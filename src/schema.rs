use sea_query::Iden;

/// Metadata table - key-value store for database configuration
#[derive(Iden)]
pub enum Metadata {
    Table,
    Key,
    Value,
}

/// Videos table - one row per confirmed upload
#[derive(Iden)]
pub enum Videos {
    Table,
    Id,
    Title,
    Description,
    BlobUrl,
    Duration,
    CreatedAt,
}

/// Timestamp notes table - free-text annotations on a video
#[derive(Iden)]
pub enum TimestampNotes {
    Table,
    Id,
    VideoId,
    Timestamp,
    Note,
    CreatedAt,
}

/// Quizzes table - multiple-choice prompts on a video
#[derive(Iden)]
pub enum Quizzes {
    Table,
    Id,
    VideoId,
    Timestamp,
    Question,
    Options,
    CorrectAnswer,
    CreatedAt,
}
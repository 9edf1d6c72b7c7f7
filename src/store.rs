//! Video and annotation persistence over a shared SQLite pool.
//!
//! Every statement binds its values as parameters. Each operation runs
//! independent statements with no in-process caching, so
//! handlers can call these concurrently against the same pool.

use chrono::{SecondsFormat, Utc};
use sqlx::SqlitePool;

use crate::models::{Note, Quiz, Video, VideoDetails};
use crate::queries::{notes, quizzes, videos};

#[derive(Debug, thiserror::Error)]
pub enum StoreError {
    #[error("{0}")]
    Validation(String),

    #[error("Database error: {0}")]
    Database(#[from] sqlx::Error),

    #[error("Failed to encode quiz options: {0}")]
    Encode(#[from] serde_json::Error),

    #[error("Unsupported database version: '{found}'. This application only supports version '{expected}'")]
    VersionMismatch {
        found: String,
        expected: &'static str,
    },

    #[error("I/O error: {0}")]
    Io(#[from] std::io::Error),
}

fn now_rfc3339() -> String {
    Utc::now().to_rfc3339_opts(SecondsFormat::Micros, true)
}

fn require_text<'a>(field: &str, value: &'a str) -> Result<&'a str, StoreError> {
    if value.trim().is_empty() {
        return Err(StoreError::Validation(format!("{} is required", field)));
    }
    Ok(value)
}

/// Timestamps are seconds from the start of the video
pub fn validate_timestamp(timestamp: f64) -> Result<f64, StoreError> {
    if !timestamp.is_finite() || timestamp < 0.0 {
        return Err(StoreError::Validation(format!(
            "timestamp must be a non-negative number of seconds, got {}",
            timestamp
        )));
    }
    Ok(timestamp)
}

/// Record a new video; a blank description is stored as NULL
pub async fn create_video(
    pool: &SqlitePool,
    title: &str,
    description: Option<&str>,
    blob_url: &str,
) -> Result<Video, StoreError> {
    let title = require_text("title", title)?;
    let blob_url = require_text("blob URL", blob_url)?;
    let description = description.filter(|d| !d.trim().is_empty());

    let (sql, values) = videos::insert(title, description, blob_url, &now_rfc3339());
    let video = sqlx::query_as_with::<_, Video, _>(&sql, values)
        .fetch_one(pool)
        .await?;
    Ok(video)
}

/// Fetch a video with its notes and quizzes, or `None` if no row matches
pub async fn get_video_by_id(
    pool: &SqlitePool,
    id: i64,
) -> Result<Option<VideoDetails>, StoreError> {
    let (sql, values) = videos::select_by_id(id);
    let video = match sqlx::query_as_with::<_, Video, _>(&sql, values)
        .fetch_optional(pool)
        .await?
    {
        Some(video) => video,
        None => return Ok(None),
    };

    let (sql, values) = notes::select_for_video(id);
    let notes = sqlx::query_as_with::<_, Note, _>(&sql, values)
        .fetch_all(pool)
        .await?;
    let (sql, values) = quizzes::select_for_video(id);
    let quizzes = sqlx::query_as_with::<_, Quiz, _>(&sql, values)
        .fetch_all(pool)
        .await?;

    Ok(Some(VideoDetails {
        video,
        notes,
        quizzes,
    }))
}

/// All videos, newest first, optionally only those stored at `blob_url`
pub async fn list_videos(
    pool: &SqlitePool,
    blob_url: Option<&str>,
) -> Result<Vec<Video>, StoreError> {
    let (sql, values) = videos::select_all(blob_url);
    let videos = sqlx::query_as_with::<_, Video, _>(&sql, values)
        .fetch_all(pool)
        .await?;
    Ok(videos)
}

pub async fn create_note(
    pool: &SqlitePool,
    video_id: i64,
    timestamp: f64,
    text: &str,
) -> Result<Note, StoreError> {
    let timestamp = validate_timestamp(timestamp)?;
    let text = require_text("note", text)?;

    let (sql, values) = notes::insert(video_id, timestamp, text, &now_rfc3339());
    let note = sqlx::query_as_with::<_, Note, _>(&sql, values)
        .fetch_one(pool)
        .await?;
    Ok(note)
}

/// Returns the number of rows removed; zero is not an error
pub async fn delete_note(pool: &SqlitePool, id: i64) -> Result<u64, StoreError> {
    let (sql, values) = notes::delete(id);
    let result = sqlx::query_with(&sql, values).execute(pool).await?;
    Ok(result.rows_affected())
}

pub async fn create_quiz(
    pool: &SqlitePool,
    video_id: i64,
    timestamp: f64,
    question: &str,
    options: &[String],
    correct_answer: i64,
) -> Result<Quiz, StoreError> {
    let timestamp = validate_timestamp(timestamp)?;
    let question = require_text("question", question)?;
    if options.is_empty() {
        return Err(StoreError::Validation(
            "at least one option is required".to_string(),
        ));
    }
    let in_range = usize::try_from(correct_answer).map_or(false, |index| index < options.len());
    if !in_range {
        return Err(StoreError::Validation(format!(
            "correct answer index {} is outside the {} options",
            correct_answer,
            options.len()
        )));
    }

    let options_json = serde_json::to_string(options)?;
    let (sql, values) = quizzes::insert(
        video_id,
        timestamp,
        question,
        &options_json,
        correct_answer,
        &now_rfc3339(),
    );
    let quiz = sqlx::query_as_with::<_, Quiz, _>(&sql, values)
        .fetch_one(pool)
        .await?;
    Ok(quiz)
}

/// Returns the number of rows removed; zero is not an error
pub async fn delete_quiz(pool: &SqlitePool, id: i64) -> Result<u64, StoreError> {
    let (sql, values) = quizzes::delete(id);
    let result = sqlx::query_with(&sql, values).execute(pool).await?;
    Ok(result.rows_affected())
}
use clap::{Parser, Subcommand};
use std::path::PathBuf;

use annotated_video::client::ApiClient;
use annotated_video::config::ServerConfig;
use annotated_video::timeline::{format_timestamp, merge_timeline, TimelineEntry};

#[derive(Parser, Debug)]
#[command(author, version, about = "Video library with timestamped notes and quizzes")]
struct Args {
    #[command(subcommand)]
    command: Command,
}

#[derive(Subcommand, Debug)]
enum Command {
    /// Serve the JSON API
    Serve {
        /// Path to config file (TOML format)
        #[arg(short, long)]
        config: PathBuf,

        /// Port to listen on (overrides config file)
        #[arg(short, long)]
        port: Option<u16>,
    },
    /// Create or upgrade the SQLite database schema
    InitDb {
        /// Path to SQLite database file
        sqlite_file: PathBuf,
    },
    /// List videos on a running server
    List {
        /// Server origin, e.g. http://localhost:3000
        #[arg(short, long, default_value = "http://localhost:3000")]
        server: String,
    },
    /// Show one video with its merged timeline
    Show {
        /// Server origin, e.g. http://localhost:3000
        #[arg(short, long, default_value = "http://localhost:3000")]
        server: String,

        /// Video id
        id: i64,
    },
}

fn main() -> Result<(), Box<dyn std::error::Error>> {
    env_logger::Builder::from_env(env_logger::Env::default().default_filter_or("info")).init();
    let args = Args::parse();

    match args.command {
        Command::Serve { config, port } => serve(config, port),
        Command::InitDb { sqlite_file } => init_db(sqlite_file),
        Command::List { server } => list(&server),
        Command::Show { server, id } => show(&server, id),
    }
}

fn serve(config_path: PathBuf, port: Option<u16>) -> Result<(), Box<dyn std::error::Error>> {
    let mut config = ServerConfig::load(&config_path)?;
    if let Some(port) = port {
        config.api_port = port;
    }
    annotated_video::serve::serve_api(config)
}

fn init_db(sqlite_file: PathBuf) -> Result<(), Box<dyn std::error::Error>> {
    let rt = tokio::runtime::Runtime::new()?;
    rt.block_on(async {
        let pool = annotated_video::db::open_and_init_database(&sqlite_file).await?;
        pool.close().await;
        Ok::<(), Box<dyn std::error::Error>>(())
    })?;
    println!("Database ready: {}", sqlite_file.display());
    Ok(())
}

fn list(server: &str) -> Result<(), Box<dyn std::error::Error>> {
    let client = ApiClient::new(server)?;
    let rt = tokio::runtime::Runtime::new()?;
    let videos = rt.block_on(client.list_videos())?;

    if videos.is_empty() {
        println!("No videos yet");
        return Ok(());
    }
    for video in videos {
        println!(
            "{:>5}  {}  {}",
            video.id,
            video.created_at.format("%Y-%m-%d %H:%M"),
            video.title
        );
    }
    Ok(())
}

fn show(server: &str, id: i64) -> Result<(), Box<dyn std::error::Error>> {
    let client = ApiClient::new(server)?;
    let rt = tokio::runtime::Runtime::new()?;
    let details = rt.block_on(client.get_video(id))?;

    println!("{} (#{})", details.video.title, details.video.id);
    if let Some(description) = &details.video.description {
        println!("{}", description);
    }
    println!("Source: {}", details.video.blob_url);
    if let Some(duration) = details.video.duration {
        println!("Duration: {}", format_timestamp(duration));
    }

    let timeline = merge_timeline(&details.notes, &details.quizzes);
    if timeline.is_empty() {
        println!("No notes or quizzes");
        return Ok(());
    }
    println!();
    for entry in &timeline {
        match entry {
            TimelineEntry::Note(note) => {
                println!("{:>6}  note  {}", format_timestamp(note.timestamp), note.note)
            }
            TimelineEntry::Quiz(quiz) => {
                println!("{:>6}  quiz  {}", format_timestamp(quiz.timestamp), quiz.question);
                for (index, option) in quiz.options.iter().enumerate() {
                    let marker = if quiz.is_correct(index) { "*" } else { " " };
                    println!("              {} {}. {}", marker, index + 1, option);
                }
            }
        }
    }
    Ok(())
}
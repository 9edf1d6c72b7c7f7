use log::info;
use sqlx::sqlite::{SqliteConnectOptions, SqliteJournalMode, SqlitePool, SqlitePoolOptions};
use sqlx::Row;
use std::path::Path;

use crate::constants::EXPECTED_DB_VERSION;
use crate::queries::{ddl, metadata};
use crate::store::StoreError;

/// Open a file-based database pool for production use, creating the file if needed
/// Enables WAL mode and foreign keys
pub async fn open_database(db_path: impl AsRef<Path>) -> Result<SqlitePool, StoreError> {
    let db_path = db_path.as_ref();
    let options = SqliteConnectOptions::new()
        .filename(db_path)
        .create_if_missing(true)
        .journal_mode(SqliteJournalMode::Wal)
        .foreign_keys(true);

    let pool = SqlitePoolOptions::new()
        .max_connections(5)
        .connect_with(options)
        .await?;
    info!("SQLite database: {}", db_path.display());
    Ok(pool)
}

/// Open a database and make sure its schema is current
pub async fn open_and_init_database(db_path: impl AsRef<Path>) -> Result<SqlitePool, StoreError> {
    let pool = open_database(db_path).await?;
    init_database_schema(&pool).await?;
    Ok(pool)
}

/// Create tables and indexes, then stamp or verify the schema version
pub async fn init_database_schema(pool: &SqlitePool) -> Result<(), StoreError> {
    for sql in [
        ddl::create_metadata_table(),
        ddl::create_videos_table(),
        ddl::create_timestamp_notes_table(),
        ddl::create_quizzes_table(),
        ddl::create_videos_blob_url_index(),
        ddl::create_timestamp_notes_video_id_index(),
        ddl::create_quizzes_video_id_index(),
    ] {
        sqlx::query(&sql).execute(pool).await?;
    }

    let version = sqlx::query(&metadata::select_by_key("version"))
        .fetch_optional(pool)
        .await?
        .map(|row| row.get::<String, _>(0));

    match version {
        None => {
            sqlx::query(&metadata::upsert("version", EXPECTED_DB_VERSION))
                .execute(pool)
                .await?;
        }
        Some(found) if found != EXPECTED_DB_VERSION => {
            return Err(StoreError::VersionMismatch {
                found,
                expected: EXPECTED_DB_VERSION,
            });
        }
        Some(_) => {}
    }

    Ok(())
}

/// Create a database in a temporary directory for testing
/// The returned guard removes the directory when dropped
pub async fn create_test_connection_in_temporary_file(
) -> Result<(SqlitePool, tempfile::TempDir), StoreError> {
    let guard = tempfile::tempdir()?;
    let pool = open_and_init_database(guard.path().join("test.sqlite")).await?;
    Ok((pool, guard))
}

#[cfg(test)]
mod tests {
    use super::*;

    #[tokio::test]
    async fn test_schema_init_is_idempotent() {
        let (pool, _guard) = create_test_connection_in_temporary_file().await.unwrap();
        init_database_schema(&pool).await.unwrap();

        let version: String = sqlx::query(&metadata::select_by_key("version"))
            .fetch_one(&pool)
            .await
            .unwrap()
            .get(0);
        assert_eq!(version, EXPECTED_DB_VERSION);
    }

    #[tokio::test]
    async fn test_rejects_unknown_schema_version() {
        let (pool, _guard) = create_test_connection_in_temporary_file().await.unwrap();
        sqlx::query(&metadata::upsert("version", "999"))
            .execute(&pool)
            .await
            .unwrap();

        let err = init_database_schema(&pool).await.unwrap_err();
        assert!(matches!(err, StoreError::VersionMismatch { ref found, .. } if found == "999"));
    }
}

________

## Problem to work on
How many of the listing's lines include "SqliteJournalMode"? State only that number.

## Response
2